(WHAT IS EXPECTED) Below are some records; work out how many of their lines contain "MapGraph" and give the number only.

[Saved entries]
== Segment start ==

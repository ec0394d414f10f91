use std::cmp::Ordering;
use std::time::Duration;

use serde::Serialize;

use crate::config::TravelConfig;
use crate::error::RouteError;
use crate::graph::{FloorId, GraphEdge, GraphNode, MapGraph, TraversalKind};
use crate::path::NodePath;

/// One instruction-sized piece of a route.
#[derive(Debug, Clone, PartialEq, Serialize)]
pub struct RouteSegment {
    pub start: GraphNode,
    pub end: GraphNode,
    pub kind: TraversalKind,
    /// Floor the rider is on when the segment ends.
    pub floor: FloorId,
    pub instruction: String,
    /// Physical length, never the accessibility-weighted cost.
    pub distance: f64,
    /// Floors climbed or descended; zero for walk and ramp segments.
    pub floors_crossed: u32,
}

/// Ordered, human-readable result of a route request.
#[derive(Debug, Clone, PartialEq, Serialize, Default)]
pub struct Route {
    pub segments: Vec<RouteSegment>,
    pub distance: f64,
    pub eta_seconds: f64,
}

impl Route {
    /// Route for a request whose start is its destination.
    pub fn empty() -> Self {
        Self::default()
    }

    pub fn is_empty(&self) -> bool {
        self.segments.is_empty()
    }

    pub fn eta(&self) -> Duration {
        Duration::try_from_secs_f64(self.eta_seconds).unwrap_or_default()
    }

    pub fn instructions(&self) -> Vec<&str> {
        self.segments
            .iter()
            .map(|segment| segment.instruction.as_str())
            .collect()
    }

    /// Whether any segment is of the given kind.
    pub fn uses(&self, kind: TraversalKind) -> bool {
        self.segments.iter().any(|segment| segment.kind == kind)
    }

    /// Every segment starts where the previous one ended.
    pub fn is_contiguous(&self) -> bool {
        self.segments
            .windows(2)
            .all(|pair| pair[0].end.id == pair[1].start.id)
    }
}

/// Convert a search result into a [`Route`].
///
/// Consecutive hops of the same kind on the floor where the current segment
/// ends collapse into one segment, as do consecutive rides through the same
/// stair or elevator in one direction.
pub fn build_route(
    path: &NodePath,
    graph: &MapGraph,
    travel: &TravelConfig,
) -> Result<Route, RouteError> {
    if path.edges().is_empty() {
        return Ok(Route::empty());
    }

    let nodes = path.nodes();
    if path.edges().len() + 1 != nodes.len() {
        return Err(RouteError::MissingEdge {
            from: nodes.first().cloned().unwrap_or_else(|| "".into()),
            to: nodes.last().cloned().unwrap_or_else(|| "".into()),
        });
    }

    let mut segments: Vec<RouteSegment> = Vec::new();
    let mut pending: Option<PendingSegment<'_>> = None;

    for (pair, &edge_id) in nodes.windows(2).zip(path.edges()) {
        let missing = || RouteError::MissingEdge {
            from: pair[0].clone(),
            to: pair[1].clone(),
        };
        let edge = graph
            .edge(edge_id)
            .filter(|edge| edge.traverse_from(pair[0].as_str()) == Some(&pair[1]))
            .ok_or_else(missing)?;
        let from = graph.node(pair[0].as_str()).ok_or_else(missing)?;
        let to = graph.node(pair[1].as_str()).ok_or_else(missing)?;

        let hop = Hop::new(graph, edge, from, to);
        match pending.as_mut() {
            Some(current) if current.accepts(&hop) => current.extend(&hop),
            _ => {
                if let Some(done) = pending.take() {
                    segments.push(done.finish(graph));
                }
                pending = Some(PendingSegment::start(&hop));
            }
        }
    }
    if let Some(done) = pending.take() {
        segments.push(done.finish(graph));
    }

    let distance: f64 = segments.iter().map(|segment| segment.distance).sum();
    if !distance.is_finite() || distance < 0.0 {
        return Err(RouteError::InvalidDistance);
    }

    let eta_seconds = estimate_seconds(&segments, distance, travel);
    Ok(Route {
        segments,
        distance,
        eta_seconds,
    })
}

fn estimate_seconds(segments: &[RouteSegment], distance: f64, travel: &TravelConfig) -> f64 {
    let walking = if travel.walking_speed > 0.0 {
        distance / travel.walking_speed
    } else {
        0.0
    };

    let transitions: f64 = segments
        .iter()
        .map(|segment| {
            let floors = f64::from(segment.floors_crossed);
            match segment.kind {
                TraversalKind::Stairs => floors * travel.stairs_seconds_per_floor,
                TraversalKind::Elevator => {
                    travel.elevator_seconds_per_ride + floors * travel.elevator_seconds_per_floor
                }
                TraversalKind::Walk | TraversalKind::Ramp => 0.0,
            }
        })
        .sum();

    walking + transitions
}

struct Hop<'g> {
    edge: &'g GraphEdge,
    from: &'g GraphNode,
    to: &'g GraphNode,
    /// Signed level change; zero for same-floor hops.
    level_delta: i32,
}

impl<'g> Hop<'g> {
    fn new(graph: &MapGraph, edge: &'g GraphEdge, from: &'g GraphNode, to: &'g GraphNode) -> Self {
        let level = |node: &GraphNode| graph.floor(node.floor.as_str()).map(|f| f.level);
        let level_delta = match (level(from), level(to)) {
            (Some(a), Some(b)) => b - a,
            _ => 0,
        };
        Self {
            edge,
            from,
            to,
            level_delta,
        }
    }

    fn floors_crossed(&self) -> u32 {
        if self.edge.kind().is_floor_transition() {
            self.level_delta.unsigned_abs().max(1)
        } else {
            0
        }
    }
}

struct PendingSegment<'g> {
    start: &'g GraphNode,
    end: &'g GraphNode,
    kind: TraversalKind,
    connector: Option<&'g str>,
    direction: Ordering,
    distance: f64,
    floors_crossed: u32,
}

impl<'g> PendingSegment<'g> {
    fn start(hop: &Hop<'g>) -> Self {
        Self {
            start: hop.from,
            end: hop.to,
            kind: hop.edge.kind(),
            connector: hop.edge.attrs.connector.as_deref(),
            direction: hop.level_delta.cmp(&0),
            distance: hop.edge.base_cost,
            floors_crossed: hop.floors_crossed(),
        }
    }

    fn accepts(&self, hop: &Hop<'g>) -> bool {
        if hop.edge.kind() != self.kind {
            return false;
        }
        if self.kind.is_floor_transition() {
            // Continue riding the same shaft/stairwell in the same direction.
            self.connector.is_some()
                && self.connector == hop.edge.attrs.connector.as_deref()
                && self.direction == hop.level_delta.cmp(&0)
        } else {
            hop.from.floor == self.end.floor && hop.to.floor == self.end.floor
        }
    }

    fn extend(&mut self, hop: &Hop<'g>) {
        self.end = hop.to;
        self.distance += hop.edge.base_cost;
        self.floors_crossed += hop.floors_crossed();
    }

    fn finish(self, graph: &MapGraph) -> RouteSegment {
        let floor_name = || match graph.floor(self.end.floor.as_str()) {
            Some(floor) => floor.level.to_string(),
            None => self.end.floor.to_string(),
        };
        let instruction = match self.kind {
            TraversalKind::Walk => format!("Walk to {}", self.end.landmark()),
            TraversalKind::Stairs => format!("Take the stairs to Floor {}", floor_name()),
            TraversalKind::Elevator => format!("Take the elevator to Floor {}", floor_name()),
            TraversalKind::Ramp => format!("Use the ramp to {}", self.end.landmark()),
        };

        RouteSegment {
            start: self.start.clone(),
            end: self.end.clone(),
            kind: self.kind,
            floor: self.end.floor.clone(),
            instruction,
            distance: self.distance,
            floors_crossed: self.floors_crossed,
        }
    }
}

== Segment end ==

(SOLUTION) 4